[Stored data entries]
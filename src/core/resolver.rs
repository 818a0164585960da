// src/core/resolver.rs
use crate::core::lexicon::Lexicon;
use crate::core::types::{GestureId, Resolution};
use crate::fuzzy::morphology;
use std::collections::HashMap;
use tracing::debug;

/// Vocabulary entries this short are never used for substring matches.
const MIN_SUBSTRING_LEN: usize = 4;

/// Which fallback produced a gesture.
#[derive(Debug, Clone, Copy, PartialEq, Eq)]
pub enum MatchKind {
    Exact,
    Synonym,
    Dataset,
    Variant,
    Substring,
}

/// Maps a word to a playable gesture through an ordered fallback chain.
/// Results are cached per token; call `clear_cache` after the lexicon changes.
pub struct GlossResolver {
    cache: HashMap<String, Option<(GestureId, MatchKind)>>,
}

impl GlossResolver {
    pub fn new() -> Self {
        Self { cache: HashMap::new() }
    }

    pub fn resolve(&mut self, lexicon: &Lexicon, token: &str) -> Resolution {
        match self.resolve_with_kind(lexicon, token) {
            Some((id, _)) => Resolution::Resolved(id),
            None => Resolution::Unresolved(token.to_string()),
        }
    }

    pub fn resolve_with_kind(
        &mut self,
        lexicon: &Lexicon,
        token: &str,
    ) -> Option<(GestureId, MatchKind)> {
        let word = token.to_lowercase();
        if let Some(hit) = self.cache.get(&word) {
            return hit.clone();
        }
        let hit = Self::lookup(lexicon, &word);
        match &hit {
            Some((id, kind)) => debug!(word = %word, gesture = %id, ?kind, "resolved"),
            None => debug!(word = %word, "no sign available"),
        }
        self.cache.insert(word, hit.clone());
        hit
    }

    fn lookup(lexicon: &Lexicon, word: &str) -> Option<(GestureId, MatchKind)> {
        if let Some(id) = lexicon.gesture(word) {
            return Some((id, MatchKind::Exact));
        }
        if let Some(id) = lexicon.synonym(word) {
            return Some((id, MatchKind::Synonym));
        }
        if let Some(id) = lexicon.lookup_word(word) {
            return Some((id.clone(), MatchKind::Dataset));
        }
        for variant in morphology::variants(word) {
            if let Some(id) = lexicon.lookup_word(&variant) {
                return Some((id.clone(), MatchKind::Variant));
            }
        }
        lexicon
            .vocabulary()
            .find(|sign| sign.len() >= MIN_SUBSTRING_LEN && word.contains(sign))
            .and_then(|sign| lexicon.gesture(sign))
            .map(|id| (id, MatchKind::Substring))
    }

    pub fn clear_cache(&mut self) {
        self.cache.clear();
    }

    pub fn cached(&self) -> usize {
        self.cache.len()
    }
}

impl Default for GlossResolver {
    fn default() -> Self {
        Self::new()
    }
}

▶ [TASK TO CARRY OUT]: Each and every record above needs writing out exactly.

▶ [ANSWER BOX]:
filename src/core/resolver.rs
repository 818a0164585960da
// src/core/resolver.rs
use crate::core::lexicon::Lexicon;
use crate::core::types::{GestureId, Resolution};
use crate::fuzzy::morphology;
use std::collections::HashMap;
use tracing::debug;

/// Vocabulary entries this short are never used for substring matches.
const MIN_SUBSTRING_LEN: usize = 4;

/// Which fallback produced a gesture.
#[derive(Debug, Clone, Copy, PartialEq, Eq)]
pub enum MatchKind {
    Exact,
    Synonym,
    Dataset,
    Variant,
    Substring,
}

/// Maps a word to a playable gesture through an ordered fallback chain.
/// Results are cached per token; call `clear_cache` after the lexicon changes.
pub struct GlossResolver {
    cache: HashMap<String, Option<(GestureId, MatchKind)>>,
}

impl GlossResolver {
    pub fn new() -> Self {
        Self { cache: HashMap::new() }
    }

    pub fn resolve(&mut self, lexicon: &Lexicon, token: &str) -> Resolution {
        match self.resolve_with_kind(lexicon, token) {
            Some((id, _)) => Resolution::Resolved(id),
            None => Resolution::Unresolved(token.to_string()),
        }
    }

    pub fn resolve_with_kind(
        &mut self,
        lexicon: &Lexicon,
        token: &str,
    ) -> Option<(GestureId, MatchKind)> {
        let word = token.to_lowercase();
        if let Some(hit) = self.cache.get(&word) {
            return hit.clone();
        }
        let hit = Self::lookup(lexicon, &word);
        match &hit {
            Some((id, kind)) => debug!(word = %word, gesture = %id, ?kind, "resolved"),
            None => debug!(word = %word, "no sign available"),
        }
        self.cache.insert(word, hit.clone());
        hit
    }

    fn lookup(lexicon: &Lexicon, word: &str) -> Option<(GestureId, MatchKind)> {
        if let Some(id) = lexicon.gesture(word) {
            return Some((id, MatchKind::Exact));
        }
        if let Some(id) = lexicon.synonym(word) {
            return Some((id, MatchKind::Synonym));
        }
        if let Some(id) = lexicon.lookup_word(word) {
            return Some((id.clone(), MatchKind::Dataset));
        }
        for variant in morphology::variants(word) {
            if let Some(id) = lexicon.lookup_word(&variant) {
                return Some((id.clone(), MatchKind::Variant));
            }
        }
        lexicon
            .vocabulary()
            .find(|sign| sign.len() >= MIN_SUBSTRING_LEN && word.contains(sign))
            .and_then(|sign| lexicon.gesture(sign))
            .map(|id| (id, MatchKind::Substring))
    }

    pub fn clear_cache(&mut self) {
        self.cache.clear();
    }

    pub fn cached(&self) -> usize {
        self.cache.len()
    }
}

impl Default for GlossResolver {
    fn default() -> Self {
        Self::new()
    }
}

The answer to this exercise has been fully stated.